Regulation of exocytosis by voltage-gated K + channels has classically been viewed as inhibition mediated by K + fluxes. We recently identified a new role for Kv2.1 in facilitating vesicle release from neuroendocrine cells, which is independent of K + flux. Here, we show that Kv2.1-induced facilitation of release is not restricted to neuroendocrine cells, but also occurs in the somatic-vesicle release from dorsal-root-ganglion neurons and is mediated by direct association of Kv2.1 with syntaxin.
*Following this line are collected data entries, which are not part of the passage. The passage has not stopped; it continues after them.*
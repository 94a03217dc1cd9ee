//! Flag entity

use sea_orm::entity::prelude::*;
use serde::{Deserialize, Serialize};

use crate::pagination::Paginated;

#[derive(Clone, Debug, PartialEq, DeriveEntityModel, Eq, Serialize, Deserialize)]
#[sea_orm(table_name = "flags")]
pub struct Model {
    #[sea_orm(primary_key, auto_increment = false)]
    pub namespace_key: String,
    #[sea_orm(primary_key, auto_increment = false)]
    pub key: String,
    pub name: String,
    #[sea_orm(column_type = "Text")]
    pub description: String,
    pub enabled: bool,
    pub created_at: DateTimeUtc,
    pub updated_at: DateTimeUtc,
}

#[derive(Copy, Clone, Debug, EnumIter, DeriveRelation)]
pub enum Relation {
    #[sea_orm(
        belongs_to = "super::namespaces::Entity",
        from = "Column::NamespaceKey",
        to = "super::namespaces::Column::Key",
        on_delete = "Cascade"
    )]
    Namespace,
}

impl Related<super::namespaces::Entity> for Entity {
    fn to() -> RelationDef {
        Relation::Namespace.def()
    }
}

impl ActiveModelBehavior for ActiveModel {}

impl Paginated for Entity {
    fn created_column() -> Column {
        Column::CreatedAt
    }

    fn key_column() -> Column {
        Column::Key
    }

    fn tie_break_columns() -> Vec<Column> {
        vec![Column::NamespaceKey, Column::Key]
    }

    fn cursor_key(model: &Model) -> &str {
        &model.key
    }
}
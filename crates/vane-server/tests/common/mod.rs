//! Test helpers for server operations

#![allow(dead_code)]

use std::sync::Arc;

use config::Config;
use vane_server::Server;
use vane_server::model::config::Configuration;
use vane_server::startup;

/// Configuration for a single-connection in-memory SQLite database
pub fn memory_configuration() -> Configuration {
    let config = Config::builder()
        .set_override("db.url", "sqlite::memory:")
        .and_then(|b| b.set_override("db.bootstrap", true))
        .and_then(|b| b.set_override("db.pool.maxConnections", 1_i64))
        .and_then(|b| b.set_override("db.pool.minConnections", 1_i64))
        .and_then(|b| b.build())
        .expect("test configuration");
    Configuration::from_config(config)
}

pub async fn server() -> Server {
    let store = startup::open_store(&memory_configuration())
        .await
        .expect("open in-memory store");
    Server::new(Arc::new(store))
}
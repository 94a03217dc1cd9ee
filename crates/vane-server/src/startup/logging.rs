//! Console and rolling-file logging.
//!
//! | Log File          | Component                 | Target Prefixes    |
//! |-------------------|---------------------------|--------------------|
//! | vane.log          | Root logger (all events)  | (all)              |
//! | persistence.log   | Storage and resets        | vane_persistence   |
//! | server.log        | Server operations         | vane_server        |
//!
//! Files are only written when a log directory is configured (`log.dir`).

use std::path::PathBuf;

use tracing_appender::non_blocking::WorkerGuard;
use tracing_appender::rolling::{RollingFileAppender, Rotation};
use tracing_subscriber::filter::{LevelFilter, Targets};
use tracing_subscriber::layer::SubscriberExt;
use tracing_subscriber::util::SubscriberInitExt;
use tracing_subscriber::{EnvFilter, Layer, Registry, fmt};

struct ComponentLogDef {
    file_name: &'static str,
    targets: &'static [&'static str],
}

const ROOT_LOG_FILE: &str = "vane.log";

const COMPONENT_LOGS: &[ComponentLogDef] = &[
    ComponentLogDef {
        file_name: "persistence.log",
        targets: &["vane_persistence", "sea_orm", "sqlx"],
    },
    ComponentLogDef {
        file_name: "server.log",
        targets: &["vane_server", "vane"],
    },
];

/// Log rotation policy
#[derive(Debug, Clone, Copy, PartialEq, Eq)]
pub enum LogRotation {
    Daily,
    Hourly,
    Never,
}

impl From<LogRotation> for Rotation {
    fn from(rotation: LogRotation) -> Self {
        match rotation {
            LogRotation::Daily => Rotation::DAILY,
            LogRotation::Hourly => Rotation::HOURLY,
            LogRotation::Never => Rotation::NEVER,
        }
    }
}

#[derive(Debug, Clone)]
pub struct LoggingConfig {
    /// Rolling files are written here; `None` disables file logging
    pub log_dir: Option<PathBuf>,
    pub console_output: bool,
    /// Default filter directive, used when `RUST_LOG` is unset
    pub level: String,
    pub rotation: LogRotation,
}

impl Default for LoggingConfig {
    fn default() -> Self {
        Self {
            log_dir: None,
            console_output: true,
            level: "info".to_string(),
            rotation: LogRotation::Daily,
        }
    }
}

impl LoggingConfig {
    pub fn from_config(log_dir: Option<String>, console_output: bool, level: String) -> Self {
        Self {
            log_dir: log_dir.filter(|d| !d.is_empty()).map(PathBuf::from),
            console_output,
            level,
            rotation: LogRotation::Daily,
        }
    }

    fn env_filter(&self) -> EnvFilter {
        EnvFilter::try_from_default_env()
            .or_else(|_| EnvFilter::try_new(&self.level))
            .unwrap_or_else(|_| EnvFilter::new("info"))
    }
}

/// Keeps the non-blocking file writers alive.
///
/// Dropping it flushes buffered output, so hold it for the life of the process.
pub struct LoggingGuard {
    _file_guards: Vec<WorkerGuard>,
}

/// Install the global subscriber.
///
/// Console and root file honour `RUST_LOG` (falling back to the configured
/// level); component files capture everything from their targets.
pub fn init_logging(config: &LoggingConfig) -> Result<LoggingGuard, Box<dyn std::error::Error>> {
    let mut guards: Vec<WorkerGuard> = Vec::new();
    let mut layers: Vec<Box<dyn Layer<Registry> + Send + Sync>> = Vec::new();

    if config.console_output {
        let console_layer = fmt::layer()
            .with_target(true)
            .with_writer(std::io::stderr)
            .with_filter(config.env_filter());
        layers.push(Box::new(console_layer));
    }

    if let Some(log_dir) = &config.log_dir {
        std::fs::create_dir_all(log_dir)?;

        let root_appender =
            RollingFileAppender::new(config.rotation.into(), log_dir, ROOT_LOG_FILE);
        let (root_nb, root_guard) = tracing_appender::non_blocking(root_appender);
        guards.push(root_guard);

        let root_layer = fmt::layer()
            .with_writer(root_nb)
            .with_target(true)
            .with_thread_names(true)
            .with_ansi(false)
            .with_filter(config.env_filter());
        layers.push(Box::new(root_layer));

        for component in COMPONENT_LOGS {
            let appender =
                RollingFileAppender::new(config.rotation.into(), log_dir, component.file_name);
            let (nb, guard) = tracing_appender::non_blocking(appender);
            guards.push(guard);

            let mut targets = Targets::new();
            for target in component.targets {
                targets = targets.with_target(*target, LevelFilter::TRACE);
            }

            let layer = fmt::layer()
                .with_writer(nb)
                .with_target(true)
                .with_ansi(false)
                .with_filter(targets);
            layers.push(Box::new(layer));
        }
    }

    Registry::default()
        .with(layers)
        .try_init()
        .map_err(|e| format!("Failed to initialize logging: {}", e))?;

    if let Some(log_dir) = &config.log_dir {
        tracing::info!(
            log_dir = %log_dir.display(),
            component_files = COMPONENT_LOGS.len(),
            "File logging initialized"
        );
    }

    Ok(LoggingGuard {
        _file_guards: guards,
    })
}
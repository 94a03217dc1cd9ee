//! Page token codec
//!
//! Wire format: standard base64 over the JSON object `{"key": string, "offset": integer}`.
//! The token is opaque to callers and is neither signed nor encrypted.

use base64::Engine;
use base64::engine::general_purpose::STANDARD;
use serde::{Deserialize, Serialize};

use vane_common::{Result, StorageError};

#[derive(Debug, Serialize, Deserialize)]
struct PageToken {
    key: String,
    offset: i64,
}

/// Encode the key of the next entity and its offset into an opaque token.
pub fn encode(key: &str, offset: u64) -> Result<String> {
    let offset = i64::try_from(offset)
        .map_err(|_| StorageError::invalid_field("offset", "exceeds the supported range"))?;
    let token = PageToken {
        key: key.to_string(),
        offset,
    };
    let json =
        serde_json::to_vec(&token).map_err(|e| StorageError::internal("encode page token", e))?;
    Ok(STANDARD.encode(json))
}

/// Decode a token produced by [`encode`].
///
/// Fails with `InvalidPageToken` carrying the raw token when it is not base64,
/// not the expected JSON object, has an empty key, or a negative offset.
pub fn decode(token: &str) -> Result<(String, u64)> {
    let invalid = || StorageError::InvalidPageToken(token.to_string());

    let bytes = STANDARD.decode(token).map_err(|_| invalid())?;
    let decoded: PageToken = serde_json::from_slice(&bytes).map_err(|_| invalid())?;

    if decoded.key.is_empty() {
        return Err(invalid());
    }
    let offset = u64::try_from(decoded.offset).map_err(|_| invalid())?;

    Ok((decoded.key, offset))
}
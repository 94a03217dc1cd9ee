//! Constraint and rule storage trait

use async_trait::async_trait;

use vane_common::Result;

use crate::model::{Constraint, CreateConstraintRequest, CreateRuleRequest, Rule};

#[async_trait]
pub trait RuleStore: Send + Sync {
    async fn create_constraint(&self, request: &CreateConstraintRequest) -> Result<Constraint>;

    /// Constraints of a segment in creation order
    async fn list_constraints(&self, namespace_key: &str, segment_key: &str)
    -> Result<Vec<Constraint>>;

    async fn create_rule(&self, request: &CreateRuleRequest) -> Result<Rule>;

    /// Rules of a flag ordered by rank
    async fn list_rules(&self, namespace_key: &str, flag_key: &str) -> Result<Vec<Rule>>;
}
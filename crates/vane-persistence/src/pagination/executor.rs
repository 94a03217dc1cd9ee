//! List executor
//!
//! Runs a [`QueryPlan`] against a filtered `Select` and computes the token for
//! the next page. Fetches `limit + 1` rows: the extra row proves more data
//! exists and its key becomes the cursor key of the next page.

use sea_orm::{
    ColumnTrait, ConnectionTrait, EntityName, EntityTrait, QueryFilter, QueryOrder, QuerySelect,
    Select,
};
use tracing::{debug, warn};

use vane_common::{Result, StorageError};

use super::page_token;
use super::query::{PageCursor, QueryPlan};
use crate::model::ResultSet;

/// Largest row count or offset every backend accepts (signed 64-bit)
const MAX_ROWS: u64 = i64::MAX as u64;

/// An entity that can be listed page by page
pub trait Paginated: EntityTrait {
    /// Whether listings of this entity are filtered by namespace
    const SCOPED: bool = true;

    /// Primary ordering column
    fn created_column() -> Self::Column;

    /// Column matched against the key carried by a page token
    fn key_column() -> Self::Column;

    /// Identifier columns that break ties on the primary ordering column
    fn tie_break_columns() -> Vec<Self::Column>;

    fn cursor_key(model: &Self::Model) -> &str;
}

fn table_name<E: EntityName>() -> String {
    EntityName::table_name(&E::default()).to_string()
}

/// Rows to request: one past the page, or everything when unbounded.
///
/// SQLite and MySQL reject `OFFSET` without `LIMIT`, so an unbounded listing
/// with an offset gets the backend maximum.
fn fetch_limit(limit: Option<u64>, offset: u64) -> Option<u64> {
    match limit {
        Some(limit) => Some(limit.saturating_add(1).min(MAX_ROWS)),
        None if offset > 0 => Some(MAX_ROWS),
        None => None,
    }
}

/// Offset carried by the next page token, clamped to what a token can encode
fn next_offset(offset: u64, limit: u64) -> u64 {
    offset.saturating_add(limit).min(MAX_ROWS)
}

/// Reject a cursor whose key belongs to this entity outside the requested
/// scope. A key that no longer exists anywhere falls through to offset paging.
async fn check_cursor<E, C>(db: &C, select: &Select<E>, cursor: &PageCursor) -> Result<()>
where
    E: Paginated,
    C: ConnectionTrait,
{
    let in_scope = select
        .clone()
        .filter(E::key_column().eq(cursor.key.as_str()))
        .one(db)
        .await
        .map_err(|e| StorageError::internal("check page token", e))?
        .is_some();
    if in_scope {
        return Ok(());
    }

    let elsewhere = E::find()
        .filter(E::key_column().eq(cursor.key.as_str()))
        .one(db)
        .await
        .map_err(|e| StorageError::internal("check page token", e))?
        .is_some();
    if elsewhere {
        warn!(
            table = %table_name::<E>(),
            key = %cursor.key,
            "Rejecting page token outside of the requested scope"
        );
        return Err(StorageError::InvalidPageToken(cursor.raw.clone()));
    }

    debug!(
        table = %table_name::<E>(),
        key = %cursor.key,
        "Page token key no longer exists, paging by offset"
    );
    Ok(())
}

/// List one page of `select` according to `plan`.
///
/// `select` must already carry the scope filters; the cursor key is checked
/// against that same scope.
pub async fn list<E, C>(db: &C, select: Select<E>, plan: &QueryPlan) -> Result<ResultSet<E::Model>>
where
    E: Paginated,
    C: ConnectionTrait,
{
    if E::SCOPED
        && let Some(cursor) = &plan.cursor
    {
        check_cursor(db, &select, cursor).await?;
    }

    let order: sea_orm::Order = plan.order.into();
    let mut query = select.order_by(E::created_column(), order.clone());
    for column in E::tie_break_columns() {
        query = query.order_by(column, order.clone());
    }

    if let Some(fetch) = fetch_limit(plan.limit, plan.offset) {
        query = query.limit(fetch);
    }
    if plan.offset > 0 {
        query = query.offset(plan.offset);
    }

    let mut rows = query
        .all(db)
        .await
        .map_err(|e| StorageError::internal(format!("list {}", table_name::<E>()), e))?;

    let next_page_token = match plan.limit {
        Some(limit) if rows.len() as u64 > limit => {
            let page_len = usize::try_from(limit).unwrap_or(rows.len());
            let next = rows.split_off(page_len);
            let token =
                page_token::encode(E::cursor_key(&next[0]), next_offset(plan.offset, limit))?;
            Some(token)
        }
        _ => None,
    };

    debug!(
        table = %table_name::<E>(),
        order = %plan.order,
        offset = plan.offset,
        limit = ?plan.limit,
        returned = rows.len(),
        has_more = next_page_token.is_some(),
        "Listed page"
    );

    Ok(ResultSet::new(rows, next_page_token))
}
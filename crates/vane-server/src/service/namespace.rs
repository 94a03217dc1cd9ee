//! Namespace operations

use tracing::debug;

use vane_common::Result;
use vane_persistence::{
    CreateNamespaceRequest, Namespace, NamespaceStore, UpdateNamespaceRequest,
};

use super::Server;
use crate::model::request::{
    DeleteNamespaceRequest, GetNamespaceRequest, ListRequest, NamespaceList, Validate,
};

impl Server {
    pub async fn get_namespace(&self, request: &GetNamespaceRequest) -> Result<Namespace> {
        debug!(key = %request.key, "get namespace");
        request.validate()?;

        let ns = self.store.get_namespace(&request.key).await?;
        debug!(namespace = ?ns, "get namespace");
        Ok(ns)
    }

    /// List one page of namespaces together with the total count.
    ///
    /// The namespace key of the request is ignored; namespaces are not scoped.
    pub async fn list_namespaces(&self, request: &ListRequest) -> Result<NamespaceList> {
        debug!(request = ?request, "list namespaces");
        request.validate()?;

        let params = request.query_params()?;
        let (page, total_count) = tokio::try_join!(
            self.store.list_namespaces(&params),
            self.store.count_namespaces()
        )?;

        let response = NamespaceList {
            namespaces: page.results,
            next_page_token: page.next_page_token.unwrap_or_default(),
            total_count,
        };
        debug!(
            returned = response.namespaces.len(),
            total_count,
            next_page_token = %response.next_page_token,
            "list namespaces"
        );
        Ok(response)
    }

    pub async fn create_namespace(&self, request: &CreateNamespaceRequest) -> Result<Namespace> {
        debug!(request = ?request, "create namespace");
        request.validate()?;

        let ns = self.store.create_namespace(request).await?;
        debug!(namespace = ?ns, "create namespace");
        Ok(ns)
    }

    pub async fn update_namespace(&self, request: &UpdateNamespaceRequest) -> Result<Namespace> {
        debug!(request = ?request, "update namespace");
        request.validate()?;

        let ns = self.store.update_namespace(request).await?;
        debug!(namespace = ?ns, "update namespace");
        Ok(ns)
    }

    /// Deleting a namespace that does not exist succeeds.
    pub async fn delete_namespace(&self, request: &DeleteNamespaceRequest) -> Result<()> {
        debug!(key = %request.key, "delete namespace");
        request.validate()?;

        self.store.delete_namespace(&request.key).await
    }
}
We further show in adrenal chromaffin cells that facilitation induced by both wild-type and non-conducting mutant Kv2.1 channels in response to long stimulation persists during successive stimulation, and can be attributed to an increased number of exocytotic events and not to changes in single-spike kinetics. Moreover, rigorous analysis of the pools of released vesicles reveals that Kv2.1 enhances the rate of vesicle recruitment during stimulation with high Ca 2+ , without affecting the size of the readily releasable vesicle pool. These findings place a voltage-gated K + channel among the syntaxin-binding proteins that directly regulate pre-fusion steps in exocytosis.